**TASK REQUIREMENTS:** Copy the records below without altering a single word.

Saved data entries
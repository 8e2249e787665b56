//! Errors in caller-supplied request input.

use thiserror::Error;

use super::{MappingError, SerializeError};
use crate::contract::ParameterLocation;
use crate::validate::ValidationFailure;

/// Caller input rejected before any network I/O.
///
/// Every variant names the operation and, where there is one, the
/// offending property in its normalized form.
#[derive(Debug, Error)]
pub enum RequestError {
    /// A required path, query or header parameter was not supplied.
    #[error("Missing required {location} parameter {parameter} for {operation}")]
    MissingParameter {
        /// The qualified operation name (`resource.operation`).
        operation: String,
        /// The normalized parameter name.
        parameter: String,
        /// Where the parameter goes.
        location: ParameterLocation,
    },

    /// A parameter value failed validation.
    #[error("Invalid {location} parameter {parameter} for {operation}: {failure}")]
    InvalidParameter {
        /// The qualified operation name.
        operation: String,
        /// The normalized parameter name.
        parameter: String,
        /// Where the parameter goes.
        location: ParameterLocation,
        /// The validation diagnostics.
        failure: ValidationFailure,
    },

    /// The operation declares a request body but none was supplied.
    #[error("Missing request body for {operation}")]
    MissingBody {
        /// The qualified operation name.
        operation: String,
    },

    /// The request body failed validation.
    #[error("Invalid request body for {operation}: {failure}")]
    InvalidBody {
        /// The qualified operation name.
        operation: String,
        /// The validation diagnostics.
        failure: ValidationFailure,
    },

    /// Mapping the body failed.
    #[error(transparent)]
    Mapping(#[from] MappingError),

    /// Serializing the body failed.
    #[error(transparent)]
    Serialize(#[from] SerializeError),
}

impl RequestError {
    /// Returns the validation diagnostics, if this is a validation error.
    pub fn validation_failure(&self) -> Option<&ValidationFailure> {
        match self {
            Self::InvalidParameter { failure, .. } | Self::InvalidBody { failure, .. } => {
                Some(failure)
            }
            _ => None,
        }
    }

    /// Returns the normalized property the error is about, if any.
    pub fn property(&self) -> Option<&str> {
        match self {
            Self::MissingParameter { parameter, .. } | Self::InvalidParameter { parameter, .. } => {
                Some(parameter)
            }
            Self::Mapping(e) => Some(e.property()),
            _ => None,
        }
    }
}

#[cfg(test)]
mod tests {
    use super::*;

    #[test]
    fn test_missing_parameter_display() {
        let err = RequestError::MissingParameter {
            operation: "advertiser.get".to_string(),
            parameter: "id".to_string(),
            location: ParameterLocation::Path,
        };
        assert_eq!(
            err.to_string(),
            "Missing required path parameter id for advertiser.get"
        );
        assert_eq!(err.property(), Some("id"));
        assert!(err.validation_failure().is_none());
    }

    #[test]
    fn test_invalid_body_carries_failure() {
        let err = RequestError::InvalidBody {
            operation: "advertiser.create".to_string(),
            failure: ValidationFailure::new("`title` is not nullable"),
        };
        assert_eq!(
            err.validation_failure().map(|f| f.message.as_str()),
            Some("`title` is not nullable")
        );
        assert!(err.to_string().contains("`title` is not nullable"));
    }
}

**EXERCISE OUTPUT:**
repository 8e2249e787665b56
//! Errors in caller-supplied request input.

use thiserror::Error;

use super::{MappingError, SerializeError};
use crate::contract::ParameterLocation;
use crate::validate::ValidationFailure;

/// Caller input rejected before any network I/O.
///
/// Every variant names the operation and, where there is one, the
/// offending property in its normalized form.
#[derive(Debug, Error)]
pub enum RequestError {
    /// A required path, query or header parameter was not supplied.
    #[error("Missing required {location} parameter {parameter} for {operation}")]
    MissingParameter {
        /// The qualified operation name (`resource.operation`).
        operation: String,
        /// The normalized parameter name.
        parameter: String,
        /// Where the parameter goes.
        location: ParameterLocation,
    },

    /// A parameter value failed validation.
    #[error("Invalid {location} parameter {parameter} for {operation}: {failure}")]
    InvalidParameter {
        /// The qualified operation name.
        operation: String,
        /// The normalized parameter name.
        parameter: String,
        /// Where the parameter goes.
        location: ParameterLocation,
        /// The validation diagnostics.
        failure: ValidationFailure,
    },

    /// The operation declares a request body but none was supplied.
    #[error("Missing request body for {operation}")]
    MissingBody {
        /// The qualified operation name.
        operation: String,
    },

    /// The request body failed validation.
    #[error("Invalid request body for {operation}: {failure}")]
    InvalidBody {
        /// The qualified operation name.
        operation: String,
        /// The validation diagnostics.
        failure: ValidationFailure,
    },

    /// Mapping the body failed.
    #[error(transparent)]
    Mapping(#[from] MappingError),

    /// Serializing the body failed.
    #[error(transparent)]
    Serialize(#[from] SerializeError),
}

impl RequestError {
    /// Returns the validation diagnostics, if this is a validation error.
    pub fn validation_failure(&self) -> Option<&ValidationFailure> {
        match self {
            Self::InvalidParameter { failure, .. } | Self::InvalidBody { failure, .. } => {
                Some(failure)
            }
            _ => None,
        }
    }

    /// Returns the normalized property the error is about, if any.
    pub fn property(&self) -> Option<&str> {
        match self {
            Self::MissingParameter { parameter, .. } | Self::InvalidParameter { parameter, .. } => {
                Some(parameter)
            }
            Self::Mapping(e) => Some(e.property()),
            _ => None,
        }
    }
}

#[cfg(test)]
mod tests {
    use super::*;

    #[test]
    fn test_missing_parameter_display() {
        let err = RequestError::MissingParameter {
            operation: "advertiser.get".to_string(),
            parameter: "id".to_string(),
            location: ParameterLocation::Path,
        };
        assert_eq!(
            err.to_string(),
            "Missing required path parameter id for advertiser.get"
        );
        assert_eq!(err.property(), Some("id"));
        assert!(err.validation_failure().is_none());
    }

    #[test]
    fn test_invalid_body_carries_failure() {
        let err = RequestError::InvalidBody {
            operation: "advertiser.create".to_string(),
            failure: ValidationFailure::new("`title` is not nullable"),
        };
        assert_eq!(
            err.validation_failure().map(|f| f.message.as_str()),
            Some("`title` is not nullable")
        );
        assert!(err.to_string().contains("`title` is not nullable"));
    }
}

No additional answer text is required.